Yunus è, comunque, il fondatore della Grameen Bank, e da sempre si è opposto in modo critico al governo della Hasina, che pure lo ha accusato in varie occasioni di scandali. Il giorno delle dimissioni e della fuga della “iron lady” del Bangladesh, Yunus aveva subito stigmatizzato quell’atto come un “secondo giorno di liberazione” per il Paese. Da qui è nata la proposta di nominarlo “consigliere principale” del governo di transizione, come garanzia per il ripristino della democrazia nel Paese.

Il suo arrivo a Dhaka e la cerimonia del giuramento hanno suscitato grande entusiasmo fra la gente, in particolare fra i giovani protagonisti delle proteste. Ovviamente, si tratta di un non-politico e di un uomo, in un certo senso, super partes, ritenuto una figura chiave nella giovane storia del Paese, che deve a lui anche la notorietà internazionale in termini positivi. Questo fa sì che da più parti lo si sia ritenuto l’uomo giusto al momento giusto, nonostante la sua età di ultra ottantenne.

È comunque bene osservare che il suo ruolo dovrebbe essere solo quello di traghettare il Paese verso nuove elezioni con una transizione pacifica verso un’amministrazione eletta e democratica. «l regime brutale e autocratico è scomparso – ha detto Yunus alla nazione – domani, con il sorgere del sole, la democrazia, la giustizia, i diritti umani e la piena libertà di espressione senza paura saranno goduti da tutti, indipendentemente dall’affiliazione di partito. Questo è il nostro obiettivo». Nell’esecutivo di transizione Yunus ha già dichiarato di voler inserire due dei giovani leaders delle proteste e 4 donne.

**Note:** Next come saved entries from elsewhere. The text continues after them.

//! Duplicate finder: the three-stage progressive filter.
//!
//! # Overview
//!
//! The finder narrows a candidate set down to content-identical groups
//! without hashing every byte of every file:
//!
//! 1. **By Size** - bucket by file length (metadata only)
//! 2. **By CRC** - bucket by Adler-32 of the first 1 KiB
//! 3. **By Hash** - bucket by SHA-256 of the whole content
//!
//! Each stage is [`run_stage`](super::stage::run_stage) with a different key
//! function, so unique files drop out as early and cheaply as possible.
//!
//! # Example
//!
//! ```no_run
//! use dupurge::duplicates::{DuplicateFinder, FinderConfig};
//! use dupurge::scanner::{Walker, WalkerConfig};
//! use std::path::Path;
//!
//! let walker = Walker::new(Path::new("."), WalkerConfig::default());
//! let paths: Vec<_> = walker.walk().filter_map(Result::ok).collect();
//!
//! let finder = DuplicateFinder::new(FinderConfig::default());
//! let (groups, summary) = finder.detect(paths).unwrap();
//!
//! println!("{} groups, {} wasted bytes", groups.len(), summary.wasted_space);
//! ```

use std::collections::HashMap;
use std::path::{Path, PathBuf};
use std::sync::atomic::{AtomicBool, Ordering};
use std::sync::Arc;
use std::time::{Duration, Instant};

use super::stage::{run_stage, Stage, StageOutcome, StageStats};
use super::DuplicateGroup;
use crate::progress::ProgressCallback;
use crate::scanner::{HashError, Hasher};

/// Configuration for the duplicate finder.
#[derive(Clone, Default)]
pub struct FinderConfig {
    /// Base for the per-stage carry-forward limits; `None` means unbounded.
    pub top: Option<usize>,
    /// Optional shutdown flag for graceful termination.
    pub shutdown_flag: Option<Arc<AtomicBool>>,
    /// Optional progress callback.
    pub progress_callback: Option<Arc<dyn ProgressCallback>>,
}

impl std::fmt::Debug for FinderConfig {
    fn fmt(&self, f: &mut std::fmt::Formatter<'_>) -> std::fmt::Result {
        f.debug_struct("FinderConfig")
            .field("top", &self.top)
            .field("shutdown_flag", &self.shutdown_flag)
            .field(
                "progress_callback",
                &self.progress_callback.as_ref().map(|_| "<callback>"),
            )
            .finish()
    }
}

impl FinderConfig {
    /// Set the carry-forward limit base.
    #[must_use]
    pub fn with_top(mut self, top: Option<usize>) -> Self {
        self.top = top;
        self
    }

    /// Set the shutdown flag for graceful termination.
    #[must_use]
    pub fn with_shutdown_flag(mut self, flag: Arc<AtomicBool>) -> Self {
        self.shutdown_flag = Some(flag);
        self
    }

    /// Set the progress callback.
    #[must_use]
    pub fn with_progress_callback(mut self, callback: Arc<dyn ProgressCallback>) -> Self {
        self.progress_callback = Some(callback);
        self
    }

    fn is_shutdown_requested(&self) -> bool {
        self.shutdown_flag
            .as_ref()
            .is_some_and(|f| f.load(Ordering::SeqCst))
    }
}

/// Summary statistics from a detection run.
#[derive(Debug, Clone, Default)]
pub struct DetectionSummary {
    /// Number of candidate files fed into the first stage
    pub total_files: usize,
    /// Per-stage counters, in pipeline order
    pub stages: Vec<(Stage, StageStats)>,
    /// Number of confirmed duplicate groups
    pub duplicate_groups: usize,
    /// Number of files in confirmed groups
    pub duplicate_files: usize,
    /// Space held by redundant copies
    pub wasted_space: u64,
    /// Wall time spent in detection
    pub duration: Duration,
}

impl DetectionSummary {
    /// Counters for one stage, if it ran.
    #[must_use]
    pub fn stage(&self, stage: Stage) -> Option<&StageStats> {
        self.stages.iter().find(|(s, _)| *s == stage).map(|(_, st)| st)
    }
}

/// Errors that can occur during duplicate detection.
#[derive(thiserror::Error, Debug)]
pub enum FinderError {
    /// The run was interrupted by user (Ctrl+C or shutdown signal).
    #[error("Detection interrupted by user")]
    Interrupted,

    /// A stage key could not be computed for a file.
    #[error(transparent)]
    Hash(#[from] HashError),
}

/// Duplicate finder that runs the three-stage pipeline.
#[derive(Debug)]
pub struct DuplicateFinder {
    config: FinderConfig,
    hasher: Hasher,
}

impl DuplicateFinder {
    /// Create a new duplicate finder with the given configuration.
    #[must_use]
    pub fn new(config: FinderConfig) -> Self {
        Self {
            config,
            hasher: Hasher::new(),
        }
    }

    /// Create a new duplicate finder with default configuration.
    #[must_use]
    pub fn with_defaults() -> Self {
        Self::new(FinderConfig::default())
    }

    /// Replace the key extractor.
    #[must_use]
    pub fn with_hasher(mut self, hasher: Hasher) -> Self {
        self.hasher = hasher;
        self
    }

    /// Find groups of content-identical files among `paths`.
    ///
    /// Input order matters: it fixes bucket order and member order, so the
    /// same input always yields the same groups in the same order.
    ///
    /// # Errors
    ///
    /// - [`FinderError::Hash`] if any file cannot be measured or read. A
    ///   partial result would be misleading, so the whole run fails.
    /// - [`FinderError::Interrupted`] if the shutdown flag is raised.
    pub fn detect(
        &self,
        paths: impl IntoIterator<Item = PathBuf>,
    ) -> Result<(Vec<DuplicateGroup>, DetectionSummary), FinderError> {
        let start = Instant::now();
        let candidates: Vec<PathBuf> = paths.into_iter().collect();
        let mut summary = DetectionSummary {
            total_files: candidates.len(),
            ..Default::default()
        };

        log::info!("Checking {} files for duplicates", candidates.len());

        let mut sizes: HashMap<PathBuf, u64> = HashMap::new();
        let by_size = self.run(Stage::BySize, candidates, |path| {
            let size = self.hasher.size(path)?;
            sizes.insert(path.to_path_buf(), size);
            Ok(size)
        })?;
        summary.stages.push((Stage::BySize, by_size.stats.clone()));

        let by_crc = self.run(Stage::ByPartialChecksum, by_size.into_candidates(), |path| {
            Ok(self.hasher.partial_checksum(path)?)
        })?;
        summary
            .stages
            .push((Stage::ByPartialChecksum, by_crc.stats.clone()));

        let by_hash = self.run(Stage::ByFullHash, by_crc.into_candidates(), |path| {
            Ok(self.hasher.full_digest(path)?)
        })?;
        summary
            .stages
            .push((Stage::ByFullHash, by_hash.stats.clone()));

        let groups: Vec<DuplicateGroup> = by_hash
            .buckets
            .into_iter()
            .map(|bucket| {
                let size = bucket
                    .paths
                    .first()
                    .and_then(|p| sizes.get(p))
                    .copied()
                    .unwrap_or_default();
                DuplicateGroup::new(bucket.key, size, bucket.paths)
            })
            .collect();

        summary.duplicate_groups = groups.len();
        summary.duplicate_files = groups.iter().map(DuplicateGroup::len).sum();
        summary.wasted_space = groups.iter().map(DuplicateGroup::wasted_space).sum();
        summary.duration = start.elapsed();

        log::info!(
            "Detection complete: {} groups, {} files, {} bytes reclaimable in {:.2?}",
            summary.duplicate_groups,
            summary.duplicate_files,
            summary.wasted_space,
            summary.duration
        );

        Ok((groups, summary))
    }

    /// Run one stage with progress reporting and shutdown checks around the key.
    fn run<K, F>(
        &self,
        stage: Stage,
        candidates: Vec<PathBuf>,
        mut key_fn: F,
    ) -> Result<StageOutcome<K>, FinderError>
    where
        K: Eq + std::hash::Hash + Clone,
        F: FnMut(&Path) -> Result<K, FinderError>,
    {
        let label = stage.label();
        let limit = stage.carry_forward_limit(self.config.top);
        let callback = self.config.progress_callback.as_ref();

        if let Some(cb) = callback {
            cb.on_phase_start(label, candidates.len());
        }

        let mut processed = 0usize;
        let outcome = run_stage(
            candidates,
            |path| {
                if self.config.is_shutdown_requested() {
                    log::debug!("{}: shutdown requested after {} files", label, processed);
                    return Err(FinderError::Interrupted);
                }
                let key = key_fn(path)?;
                processed += 1;
                if let Some(cb) = callback {
                    cb.on_progress(processed, &path.to_string_lossy());
                }
                Ok(key)
            },
            limit,
        );

        if let Some(cb) = callback {
            cb.on_phase_end(label);
        }
        let outcome = outcome?;

        let stats = &outcome.stats;
        log::info!(
            "{}: {} files checked, {} duplicates found ({} files)",
            label,
            stats.input_files,
            stats.duplicate_keys,
            stats.duplicate_files
        );
        log::debug!(
            "{}: {} eliminated ({:.1}%), {} carried forward",
            label,
            stats.eliminated,
            stats.elimination_rate(),
            stats.carried_forward
        );
        if stats.dropped_by_limit > 0 {
            log::debug!(
                "{}: carry-forward limit {:?} dropped {} files",
                label,
                limit,
                stats.dropped_by_limit
            );
        }

        Ok(outcome)
    }
}

/// Detect duplicate groups among `paths` with default settings.
///
/// # Errors
///
/// See [`DuplicateFinder::detect`].
pub fn detect(paths: impl IntoIterator<Item = PathBuf>) -> Result<Vec<DuplicateGroup>, FinderError> {
    DuplicateFinder::with_defaults()
        .detect(paths)
        .map(|(groups, _)| groups)
}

Ovviamente, il grande interrogativo è quello dell’inesperienza politica sia di Yunus come dei membri dell’esecutivo provvisorio che dovranno muoversi fra equilibri molto delicati: il desiderio e i tentativi dell’opposizione di rientrare dopo più di un decennio nei giochi politici, il desiderio della leader esautorata e fuggitiva di ritornare in patria, e possibilmente al potere, ed il ruolo dei militari che potrebbero intervenire per imporre la legge marziale e, di fatto, impadronirsi del governo.

La possibilità è tutt’altro che remota e resta come una spada di Damocle sul destino del Paese asiatico. È già successo alcuni decenni fa con il generale Ershad, che dovette, poi, abbandonare il potere per una sollevazione di massa del popolo. Ne fui testimone perché in quei giorni, alla fine degli anni Ottanta del secolo scorso, mi trovavo a Dhaka. E non furono giorni né facili né piacevoli. Riuscii fortunatamente a rientrare in India, dove allora risiedevo, il giorno prima della destituzione di Ershad e della proclamazione del coprifuoco e della legge marziale. Una situazione simile, con generali e ranghi miliari che controllano lo stato, resta sempre possibile.

Tuttavia, l’autorità morale di Yunus è indiscutibile e qualsiasi violenza venisse attuata nei suoi confronti non lascerebbe indifferenti gli osservatori internazionali, anche se attualmente gli sguardi sono tutti rivolti alle situazioni russo-ukraina e mediorientale, ben più sanguinose e pericolose per il destino dell’umanità. Non c’è che restare ad osservare come si evolverà il tentativo di democratizzazione del Bangladesh, che potrebbe rappresentare una transizione pacifica e imitabile anche da parte di altri.